Genetic and epigenetic event between different score groups
A newly study shown that the genomic variation can be a source way which can drives tumor evolution and may provide some potential prognosis information. And a few of studies had addressed the prognostic value of CNA patterns in cancers. As the Fig. 4A shown that the high score group had high significant differential in the genomic variation. Also the high score group had instability genetic alteration, especially the copy number amplification of 13q12.2 and loss of 16p.13.3 in the low score group (Fig. 4B–D). And the mutation frequency of oncogenes had significant differential between the different score groups, our study showed that the TTN, LRP2 and MUC16 had higher mutation frequency in the high score group than the low score group (Fig. 4E,F).

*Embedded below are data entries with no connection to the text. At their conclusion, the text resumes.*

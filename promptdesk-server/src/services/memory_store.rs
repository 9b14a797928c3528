//! In-process store used when no database URL is configured.
//!
//! Data is lost on restart. Lookups are linear scans.

use std::collections::HashMap;

use async_trait::async_trait;
use chrono::{DateTime, Utc};
use shared::models::{Assistant, Chat, Message};
use tokio::sync::RwLock;
use uuid::Uuid;

use super::store::{
    AppendOutcome, ChatStore, MessageRecord, NewAssistant, NewChat, NewMessage, StoreError,
    StoreResult,
};

#[derive(Debug, Default)]
struct MemoryState {
    assistants: HashMap<Uuid, Assistant>,
    chats: HashMap<Uuid, Chat>,
    /// Insertion order doubles as the tie-breaker for equal timestamps.
    messages: Vec<Message>,
}

#[derive(Debug, Default)]
pub struct MemoryStore {
    state: RwLock<MemoryState>,
}

impl MemoryStore {
    #[must_use]
    pub fn new() -> Self {
        Self::default()
    }

    /// Appends with an explicit timestamp. Used to replay history.
    ///
    /// # Errors
    /// Returns [`StoreError::NotFound`] for an unknown chat.
    pub async fn append_message_at(
        &self,
        chat_id: Uuid,
        new: NewMessage,
        created_at: DateTime<Utc>,
    ) -> StoreResult<AppendOutcome> {
        let mut state = self.state.write().await;

        if !state.chats.contains_key(&chat_id) {
            return Err(chat_not_found());
        }

        if let Some(existing) = state.messages.iter().find(|message| {
            message.chat_id == chat_id && message.role == new.role && message.content == new.content
        }) {
            return Ok(AppendOutcome::Duplicate(existing.clone()));
        }

        let message = Message {
            id: Uuid::new_v4(),
            chat_id,
            role: new.role,
            content: new.content,
            token_count: new.token_count,
            system_prompt_tokens: new.system_prompt_tokens,
            created_at,
        };
        state.messages.push(message.clone());

        if let Some(chat) = state.chats.get_mut(&chat_id) {
            chat.updated_at = chat.updated_at.max(created_at);
        }

        Ok(AppendOutcome::Created(message))
    }
}

fn chat_not_found() -> StoreError {
    StoreError::NotFound("Chat not found".to_string())
}

fn sorted_by_time(mut messages: Vec<Message>) -> Vec<Message> {
    messages.sort_by_key(|message| message.created_at);
    messages
}

#[async_trait]
impl ChatStore for MemoryStore {
    fn backend(&self) -> &'static str {
        "memory"
    }

    async fn ping(&self) -> StoreResult<()> {
        Ok(())
    }

    async fn create_assistant(&self, new: NewAssistant) -> StoreResult<Assistant> {
        let assistant = Assistant {
            id: Uuid::new_v4(),
            name: new.name,
            description: new.description,
            system_prompt: new.system_prompt,
            model: new.model,
            created_at: Utc::now(),
        };
        self.state
            .write()
            .await
            .assistants
            .insert(assistant.id, assistant.clone());
        Ok(assistant)
    }

    async fn get_assistant(&self, id: Uuid) -> StoreResult<Option<Assistant>> {
        Ok(self.state.read().await.assistants.get(&id).cloned())
    }

    async fn list_assistants(&self) -> StoreResult<Vec<Assistant>> {
        let mut assistants: Vec<Assistant> =
            self.state.read().await.assistants.values().cloned().collect();
        assistants.sort_by(|a, b| a.name.cmp(&b.name).then(a.created_at.cmp(&b.created_at)));
        Ok(assistants)
    }

    async fn create_chat(&self, new: NewChat) -> StoreResult<Chat> {
        let mut state = self.state.write().await;
        if let Some(assistant_id) = new.assistant_id {
            if !state.assistants.contains_key(&assistant_id) {
                return Err(StoreError::NotFound("Assistant not found".to_string()));
            }
        }

        let now = Utc::now();
        let chat = Chat {
            id: Uuid::new_v4(),
            title: new.title,
            user_fingerprint: new.user_fingerprint,
            assistant_id: new.assistant_id,
            created_at: now,
            updated_at: now,
        };
        state.chats.insert(chat.id, chat.clone());
        Ok(chat)
    }

    async fn get_chat(&self, id: Uuid) -> StoreResult<Option<Chat>> {
        Ok(self.state.read().await.chats.get(&id).cloned())
    }

    async fn list_chats(&self) -> StoreResult<Vec<Chat>> {
        let mut chats: Vec<Chat> = self.state.read().await.chats.values().cloned().collect();
        chats.sort_by(|a, b| b.updated_at.cmp(&a.updated_at));
        Ok(chats)
    }

    async fn list_chats_for_user(&self, fingerprint: &str) -> StoreResult<Vec<Chat>> {
        let mut chats: Vec<Chat> = self
            .state
            .read()
            .await
            .chats
            .values()
            .filter(|chat| chat.user_fingerprint == fingerprint)
            .cloned()
            .collect();
        chats.sort_by(|a, b| b.updated_at.cmp(&a.updated_at));
        Ok(chats)
    }

    async fn append_message(&self, chat_id: Uuid, new: NewMessage) -> StoreResult<AppendOutcome> {
        self.append_message_at(chat_id, new, Utc::now()).await
    }

    async fn list_messages(&self, chat_id: Uuid) -> StoreResult<Vec<Message>> {
        let state = self.state.read().await;
        if !state.chats.contains_key(&chat_id) {
            return Err(chat_not_found());
        }
        Ok(sorted_by_time(
            state
                .messages
                .iter()
                .filter(|message| message.chat_id == chat_id)
                .cloned()
                .collect(),
        ))
    }

    async fn correct_usage(
        &self,
        chat_id: Uuid,
        message_id: Uuid,
        token_count: Option<i64>,
        system_prompt_tokens: Option<i64>,
    ) -> StoreResult<Message> {
        let mut state = self.state.write().await;
        let message = state
            .messages
            .iter_mut()
            .find(|message| message.id == message_id && message.chat_id == chat_id)
            .ok_or_else(|| StoreError::NotFound("Message not found".to_string()))?;

        if let Some(tokens) = token_count {
            message.token_count = tokens;
        }
        if let Some(tokens) = system_prompt_tokens {
            message.system_prompt_tokens = tokens;
        }
        Ok(message.clone())
    }

    async fn delete_messages(&self, chat_id: Uuid) -> StoreResult<u64> {
        let mut state = self.state.write().await;
        if !state.chats.contains_key(&chat_id) {
            return Err(chat_not_found());
        }
        let before = state.messages.len();
        state.messages.retain(|message| message.chat_id != chat_id);
        Ok((before - state.messages.len()) as u64)
    }

    async fn message_records(&self) -> StoreResult<Vec<MessageRecord>> {
        let state = self.state.read().await;
        let mut records: Vec<MessageRecord> = state
            .messages
            .iter()
            .filter_map(|message| {
                state.chats.get(&message.chat_id).map(|chat| MessageRecord {
                    message: message.clone(),
                    user_fingerprint: chat.user_fingerprint.clone(),
                    assistant_id: chat.assistant_id,
                })
            })
            .collect();
        records.sort_by_key(|record| record.message.created_at);
        Ok(records)
    }
}

#[cfg(test)]
mod tests {
    use super::*;
    use chrono::Duration;
    use shared::models::MessageRole;

    async fn store_with_chat() -> (MemoryStore, Chat) {
        let store = MemoryStore::new();
        let chat = store
            .create_chat(NewChat {
                title: "New chat".into(),
                user_fingerprint: "fp-1".into(),
                assistant_id: None,
            })
            .await
            .unwrap();
        (store, chat)
    }

    fn user_message(content: &str) -> NewMessage {
        NewMessage {
            role: MessageRole::User,
            content: content.into(),
            token_count: 3,
            system_prompt_tokens: 0,
        }
    }

    #[tokio::test]
    async fn identical_append_is_a_duplicate() {
        let (store, chat) = store_with_chat().await;

        let first = store.append_message(chat.id, user_message("hi")).await.unwrap();
        let second = store.append_message(chat.id, user_message("hi")).await.unwrap();

        assert!(!first.is_duplicate());
        assert!(second.is_duplicate());
        assert_eq!(first.message().id, second.message().id);
        assert_eq!(store.list_messages(chat.id).await.unwrap().len(), 1);
    }

    #[tokio::test]
    async fn same_content_with_different_role_is_not_a_duplicate() {
        let (store, chat) = store_with_chat().await;
        store.append_message(chat.id, user_message("ok")).await.unwrap();
        let reply = NewMessage {
            role: MessageRole::Assistant,
            ..user_message("ok")
        };
        assert!(!store.append_message(chat.id, reply).await.unwrap().is_duplicate());
    }

    #[tokio::test]
    async fn updated_at_never_moves_backwards() {
        let (store, chat) = store_with_chat().await;
        let later = chat.updated_at + Duration::minutes(5);
        let earlier = chat.updated_at - Duration::minutes(5);

        store
            .append_message_at(chat.id, user_message("late"), later)
            .await
            .unwrap();
        store
            .append_message_at(chat.id, user_message("early"), earlier)
            .await
            .unwrap();

        let chat = store.get_chat(chat.id).await.unwrap().unwrap();
        assert_eq!(chat.updated_at, later);

        let messages = store.list_messages(chat.id).await.unwrap();
        assert_eq!(messages[0].content, "early");
        assert_eq!(messages[1].content, "late");
    }

    #[tokio::test]
    async fn unknown_chat_and_assistant_are_not_found() {
        let store = MemoryStore::new();
        assert!(matches!(
            store.append_message(Uuid::new_v4(), user_message("x")).await,
            Err(StoreError::NotFound(_))
        ));
        assert!(matches!(
            store
                .create_chat(NewChat {
                    title: "t".into(),
                    user_fingerprint: "fp".into(),
                    assistant_id: Some(Uuid::new_v4()),
                })
                .await,
            Err(StoreError::NotFound(_))
        ));
    }

    #[tokio::test]
    async fn delete_and_correct_usage() {
        let (store, chat) = store_with_chat().await;
        let created = store
            .append_message(chat.id, user_message("hello"))
            .await
            .unwrap()
            .into_message();

        let corrected = store
            .correct_usage(chat.id, created.id, Some(42), None)
            .await
            .unwrap();
        assert_eq!(corrected.token_count, 42);
        assert_eq!(corrected.system_prompt_tokens, 0);

        assert_eq!(store.delete_messages(chat.id).await.unwrap(), 1);
        assert!(store.list_messages(chat.id).await.unwrap().is_empty());
        assert!(store.message_records().await.unwrap().is_empty());
    }
}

Validation in external cohorts using ssGSEA
To extend our findings to external cohorts (GSE29621 and GSE39582), we applied the ssGSEA algorithm to the 99 genes in signature A. In both cohorts, the high-score group aligned with the inflammatory subtype, while the low-score group corresponded to the immune desert cluster (Fig. 5C–F). These consistent results further reinforced the robustness of our approach (Fig. 5A,B).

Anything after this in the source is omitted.